Collected data:

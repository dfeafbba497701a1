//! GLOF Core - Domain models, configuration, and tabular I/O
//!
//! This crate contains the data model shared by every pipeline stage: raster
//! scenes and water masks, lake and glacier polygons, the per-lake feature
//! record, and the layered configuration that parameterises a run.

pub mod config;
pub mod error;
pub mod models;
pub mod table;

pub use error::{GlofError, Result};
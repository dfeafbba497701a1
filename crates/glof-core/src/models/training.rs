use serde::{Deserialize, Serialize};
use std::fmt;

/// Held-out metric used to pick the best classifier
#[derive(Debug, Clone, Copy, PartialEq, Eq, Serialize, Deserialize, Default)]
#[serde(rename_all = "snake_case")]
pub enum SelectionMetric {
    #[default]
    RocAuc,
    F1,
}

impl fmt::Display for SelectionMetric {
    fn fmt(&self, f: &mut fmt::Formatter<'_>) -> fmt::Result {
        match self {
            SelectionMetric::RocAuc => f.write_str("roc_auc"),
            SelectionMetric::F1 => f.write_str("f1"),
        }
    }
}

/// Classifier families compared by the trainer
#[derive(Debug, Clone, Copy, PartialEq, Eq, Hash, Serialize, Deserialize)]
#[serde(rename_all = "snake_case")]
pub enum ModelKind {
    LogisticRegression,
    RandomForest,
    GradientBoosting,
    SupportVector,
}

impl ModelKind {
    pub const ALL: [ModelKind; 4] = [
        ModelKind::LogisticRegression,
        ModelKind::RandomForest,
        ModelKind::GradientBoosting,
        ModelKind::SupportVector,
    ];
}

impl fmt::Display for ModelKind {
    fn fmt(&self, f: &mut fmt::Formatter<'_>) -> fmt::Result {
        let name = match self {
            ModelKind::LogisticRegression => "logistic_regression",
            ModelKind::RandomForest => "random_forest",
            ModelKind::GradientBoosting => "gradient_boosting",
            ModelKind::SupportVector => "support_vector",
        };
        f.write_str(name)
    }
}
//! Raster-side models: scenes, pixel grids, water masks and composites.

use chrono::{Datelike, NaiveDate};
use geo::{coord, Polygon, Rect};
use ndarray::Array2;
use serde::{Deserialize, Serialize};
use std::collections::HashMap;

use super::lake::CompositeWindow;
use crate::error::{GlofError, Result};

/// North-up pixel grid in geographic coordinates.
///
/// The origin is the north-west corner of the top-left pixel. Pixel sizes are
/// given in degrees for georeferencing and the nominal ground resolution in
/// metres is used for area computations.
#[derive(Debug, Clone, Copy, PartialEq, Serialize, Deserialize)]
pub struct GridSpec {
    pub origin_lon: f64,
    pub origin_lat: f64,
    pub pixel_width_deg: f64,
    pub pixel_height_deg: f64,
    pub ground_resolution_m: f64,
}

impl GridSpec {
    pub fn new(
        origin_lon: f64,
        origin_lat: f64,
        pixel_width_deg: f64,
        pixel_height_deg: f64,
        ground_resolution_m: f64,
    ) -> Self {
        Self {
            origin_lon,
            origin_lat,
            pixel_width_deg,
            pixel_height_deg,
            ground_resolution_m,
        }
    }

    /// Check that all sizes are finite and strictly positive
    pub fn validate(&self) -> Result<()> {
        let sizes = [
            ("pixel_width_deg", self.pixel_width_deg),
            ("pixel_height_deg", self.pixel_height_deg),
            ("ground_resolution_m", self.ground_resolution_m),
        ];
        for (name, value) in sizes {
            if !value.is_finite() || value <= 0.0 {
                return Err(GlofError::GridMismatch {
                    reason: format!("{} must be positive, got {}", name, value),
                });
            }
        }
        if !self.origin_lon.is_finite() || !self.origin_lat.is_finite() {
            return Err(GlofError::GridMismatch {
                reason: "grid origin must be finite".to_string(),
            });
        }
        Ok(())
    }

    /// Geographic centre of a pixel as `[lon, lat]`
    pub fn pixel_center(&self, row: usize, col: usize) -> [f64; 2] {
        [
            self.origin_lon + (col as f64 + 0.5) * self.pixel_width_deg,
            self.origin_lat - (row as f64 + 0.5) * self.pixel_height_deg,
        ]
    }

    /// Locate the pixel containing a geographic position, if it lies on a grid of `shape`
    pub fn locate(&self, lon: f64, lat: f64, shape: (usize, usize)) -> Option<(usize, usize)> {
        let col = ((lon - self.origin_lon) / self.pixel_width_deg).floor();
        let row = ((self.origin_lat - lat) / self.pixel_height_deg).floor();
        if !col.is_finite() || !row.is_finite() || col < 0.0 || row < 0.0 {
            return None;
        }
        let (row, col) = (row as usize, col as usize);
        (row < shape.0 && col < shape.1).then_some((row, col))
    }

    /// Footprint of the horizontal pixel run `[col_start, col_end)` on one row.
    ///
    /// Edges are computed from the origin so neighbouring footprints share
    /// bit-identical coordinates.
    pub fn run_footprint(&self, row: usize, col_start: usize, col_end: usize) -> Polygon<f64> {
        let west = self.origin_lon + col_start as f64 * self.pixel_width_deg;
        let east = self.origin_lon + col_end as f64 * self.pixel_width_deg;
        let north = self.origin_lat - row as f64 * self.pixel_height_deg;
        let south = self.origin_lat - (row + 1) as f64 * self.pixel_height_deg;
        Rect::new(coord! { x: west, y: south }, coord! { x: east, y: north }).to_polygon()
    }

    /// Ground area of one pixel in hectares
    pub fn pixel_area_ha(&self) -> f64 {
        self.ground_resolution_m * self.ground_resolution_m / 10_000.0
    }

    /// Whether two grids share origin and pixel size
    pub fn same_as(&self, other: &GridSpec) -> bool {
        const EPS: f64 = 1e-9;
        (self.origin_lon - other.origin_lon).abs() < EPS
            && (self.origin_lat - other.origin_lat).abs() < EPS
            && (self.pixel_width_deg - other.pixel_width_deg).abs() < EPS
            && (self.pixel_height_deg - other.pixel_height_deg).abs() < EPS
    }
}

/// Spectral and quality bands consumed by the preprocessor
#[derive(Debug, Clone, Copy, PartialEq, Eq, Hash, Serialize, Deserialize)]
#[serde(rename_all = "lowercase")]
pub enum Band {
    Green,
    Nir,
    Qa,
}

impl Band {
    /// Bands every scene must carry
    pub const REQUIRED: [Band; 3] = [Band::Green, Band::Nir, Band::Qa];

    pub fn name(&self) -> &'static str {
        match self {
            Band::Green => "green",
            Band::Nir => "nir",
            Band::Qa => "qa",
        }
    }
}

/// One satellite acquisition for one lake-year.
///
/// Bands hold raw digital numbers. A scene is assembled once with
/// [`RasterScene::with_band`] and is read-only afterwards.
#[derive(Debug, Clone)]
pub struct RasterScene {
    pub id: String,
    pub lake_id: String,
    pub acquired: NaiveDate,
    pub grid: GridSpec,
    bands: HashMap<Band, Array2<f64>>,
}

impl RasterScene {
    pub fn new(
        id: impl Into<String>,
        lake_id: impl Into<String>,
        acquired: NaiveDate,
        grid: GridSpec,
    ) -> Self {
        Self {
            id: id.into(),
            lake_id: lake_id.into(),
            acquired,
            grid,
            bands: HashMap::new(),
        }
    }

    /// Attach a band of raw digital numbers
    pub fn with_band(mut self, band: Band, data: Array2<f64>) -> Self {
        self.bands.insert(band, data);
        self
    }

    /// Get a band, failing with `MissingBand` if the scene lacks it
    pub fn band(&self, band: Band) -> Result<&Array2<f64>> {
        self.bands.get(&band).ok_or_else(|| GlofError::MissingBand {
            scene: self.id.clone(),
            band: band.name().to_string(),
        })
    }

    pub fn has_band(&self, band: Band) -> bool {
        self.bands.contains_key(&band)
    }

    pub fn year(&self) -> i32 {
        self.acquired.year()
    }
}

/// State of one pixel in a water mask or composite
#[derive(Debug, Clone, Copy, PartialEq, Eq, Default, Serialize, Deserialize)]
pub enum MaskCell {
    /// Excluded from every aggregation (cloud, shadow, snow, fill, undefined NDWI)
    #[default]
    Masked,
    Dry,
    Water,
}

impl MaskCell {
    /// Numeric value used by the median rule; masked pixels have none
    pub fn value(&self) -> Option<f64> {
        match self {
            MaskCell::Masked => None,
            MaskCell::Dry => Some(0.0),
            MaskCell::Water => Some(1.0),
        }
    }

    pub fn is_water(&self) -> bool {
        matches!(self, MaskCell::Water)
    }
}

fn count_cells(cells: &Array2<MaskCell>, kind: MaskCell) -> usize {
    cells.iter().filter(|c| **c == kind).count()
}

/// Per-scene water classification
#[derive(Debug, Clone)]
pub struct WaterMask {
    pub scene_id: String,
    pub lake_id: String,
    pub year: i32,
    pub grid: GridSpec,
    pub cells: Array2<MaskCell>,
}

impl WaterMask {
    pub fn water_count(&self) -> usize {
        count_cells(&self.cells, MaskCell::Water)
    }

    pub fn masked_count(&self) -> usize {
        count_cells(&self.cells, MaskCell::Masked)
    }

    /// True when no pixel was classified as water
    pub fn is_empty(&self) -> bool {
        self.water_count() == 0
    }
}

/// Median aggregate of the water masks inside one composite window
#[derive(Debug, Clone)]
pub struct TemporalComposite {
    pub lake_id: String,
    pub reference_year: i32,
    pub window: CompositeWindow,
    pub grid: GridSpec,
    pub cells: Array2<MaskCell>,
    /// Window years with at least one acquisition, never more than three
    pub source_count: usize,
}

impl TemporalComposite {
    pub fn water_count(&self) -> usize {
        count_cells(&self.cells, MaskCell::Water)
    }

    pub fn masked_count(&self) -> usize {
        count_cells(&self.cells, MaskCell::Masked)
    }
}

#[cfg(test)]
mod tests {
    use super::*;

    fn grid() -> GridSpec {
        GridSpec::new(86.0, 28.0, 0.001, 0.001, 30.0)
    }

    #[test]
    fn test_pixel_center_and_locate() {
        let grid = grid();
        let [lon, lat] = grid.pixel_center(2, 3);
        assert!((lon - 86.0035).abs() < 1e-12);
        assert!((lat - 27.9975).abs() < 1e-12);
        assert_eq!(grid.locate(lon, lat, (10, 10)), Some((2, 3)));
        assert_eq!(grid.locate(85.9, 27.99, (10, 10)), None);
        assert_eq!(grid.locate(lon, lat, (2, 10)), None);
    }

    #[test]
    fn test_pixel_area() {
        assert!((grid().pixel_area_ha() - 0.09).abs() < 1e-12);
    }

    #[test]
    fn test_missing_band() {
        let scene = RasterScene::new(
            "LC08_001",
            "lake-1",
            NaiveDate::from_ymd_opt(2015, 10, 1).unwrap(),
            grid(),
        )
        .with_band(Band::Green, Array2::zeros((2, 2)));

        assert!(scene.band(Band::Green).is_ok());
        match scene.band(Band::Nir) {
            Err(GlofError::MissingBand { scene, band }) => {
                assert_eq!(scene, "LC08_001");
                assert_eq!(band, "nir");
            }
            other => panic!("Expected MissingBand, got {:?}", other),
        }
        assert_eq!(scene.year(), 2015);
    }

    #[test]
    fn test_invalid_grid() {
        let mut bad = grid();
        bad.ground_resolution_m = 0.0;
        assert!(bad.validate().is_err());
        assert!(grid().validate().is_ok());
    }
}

--

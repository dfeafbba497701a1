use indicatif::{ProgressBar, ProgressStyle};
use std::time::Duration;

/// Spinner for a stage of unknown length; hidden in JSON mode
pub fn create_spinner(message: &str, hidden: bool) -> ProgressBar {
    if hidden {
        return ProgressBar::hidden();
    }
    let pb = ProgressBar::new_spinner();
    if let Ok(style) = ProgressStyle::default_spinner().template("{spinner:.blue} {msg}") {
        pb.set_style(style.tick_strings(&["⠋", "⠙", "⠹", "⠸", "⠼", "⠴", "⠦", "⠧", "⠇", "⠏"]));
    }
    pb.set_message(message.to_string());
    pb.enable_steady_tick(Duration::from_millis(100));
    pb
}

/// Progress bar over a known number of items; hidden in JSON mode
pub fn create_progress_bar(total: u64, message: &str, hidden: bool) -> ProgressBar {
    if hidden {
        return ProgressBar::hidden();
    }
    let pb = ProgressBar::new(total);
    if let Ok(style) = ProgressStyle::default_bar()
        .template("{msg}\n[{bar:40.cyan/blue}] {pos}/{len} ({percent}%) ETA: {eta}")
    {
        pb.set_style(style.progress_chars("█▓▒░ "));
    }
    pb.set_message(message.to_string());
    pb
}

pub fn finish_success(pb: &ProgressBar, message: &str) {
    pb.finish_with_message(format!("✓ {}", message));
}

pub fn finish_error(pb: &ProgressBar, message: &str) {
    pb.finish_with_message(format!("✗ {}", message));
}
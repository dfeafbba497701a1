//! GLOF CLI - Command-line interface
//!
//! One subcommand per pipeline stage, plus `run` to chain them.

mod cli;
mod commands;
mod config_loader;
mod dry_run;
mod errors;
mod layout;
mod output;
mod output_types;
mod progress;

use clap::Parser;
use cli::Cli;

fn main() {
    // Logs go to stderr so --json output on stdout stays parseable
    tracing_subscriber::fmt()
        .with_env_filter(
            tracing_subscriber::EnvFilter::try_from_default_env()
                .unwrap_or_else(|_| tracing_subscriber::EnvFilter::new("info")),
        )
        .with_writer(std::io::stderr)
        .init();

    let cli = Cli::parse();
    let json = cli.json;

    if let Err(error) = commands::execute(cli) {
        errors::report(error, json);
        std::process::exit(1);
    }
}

■ WHAT THE EXERCISE ASKS: Once you find the line with "pub enum MaskCell" above, print it and every line after it up to and including the line with "assert_eq!(grid.locate(85.9, 27.99, (10, 10)), None);", exactly as written and nothing else.

■ FINISHED TASK:
pub enum MaskCell {
    /// Excluded from every aggregation (cloud, shadow, snow, fill, undefined NDWI)
    #[default]
    Masked,
    Dry,
    Water,
}

impl MaskCell {
    /// Numeric value used by the median rule; masked pixels have none
    pub fn value(&self) -> Option<f64> {
        match self {
            MaskCell::Masked => None,
            MaskCell::Dry => Some(0.0),
            MaskCell::Water => Some(1.0),
        }
    }

    pub fn is_water(&self) -> bool {
        matches!(self, MaskCell::Water)
    }
}

fn count_cells(cells: &Array2<MaskCell>, kind: MaskCell) -> usize {
    cells.iter().filter(|c| **c == kind).count()
}

/// Per-scene water classification
#[derive(Debug, Clone)]
pub struct WaterMask {
    pub scene_id: String,
    pub lake_id: String,
    pub year: i32,
    pub grid: GridSpec,
    pub cells: Array2<MaskCell>,
}

impl WaterMask {
    pub fn water_count(&self) -> usize {
        count_cells(&self.cells, MaskCell::Water)
    }

    pub fn masked_count(&self) -> usize {
        count_cells(&self.cells, MaskCell::Masked)
    }

    /// True when no pixel was classified as water
    pub fn is_empty(&self) -> bool {
        self.water_count() == 0
    }
}

/// Median aggregate of the water masks inside one composite window
#[derive(Debug, Clone)]
pub struct TemporalComposite {
    pub lake_id: String,
    pub reference_year: i32,
    pub window: CompositeWindow,
    pub grid: GridSpec,
    pub cells: Array2<MaskCell>,
    /// Window years with at least one acquisition, never more than three
    pub source_count: usize,
}

impl TemporalComposite {
    pub fn water_count(&self) -> usize {
        count_cells(&self.cells, MaskCell::Water)
    }

    pub fn masked_count(&self) -> usize {
        count_cells(&self.cells, MaskCell::Masked)
    }
}

#[cfg(test)]
mod tests {
    use super::*;

    fn grid() -> GridSpec {
        GridSpec::new(86.0, 28.0, 0.001, 0.001, 30.0)
    }

    #[test]
    fn test_pixel_center_and_locate() {
        let grid = grid();
        let [lon, lat] = grid.pixel_center(2, 3);
        assert!((lon - 86.0035).abs() < 1e-12);
        assert!((lat - 27.9975).abs() < 1e-12);
        assert_eq!(grid.locate(lon, lat, (10, 10)), Some((2, 3)));
        assert_eq!(grid.locate(85.9, 27.99, (10, 10)), None);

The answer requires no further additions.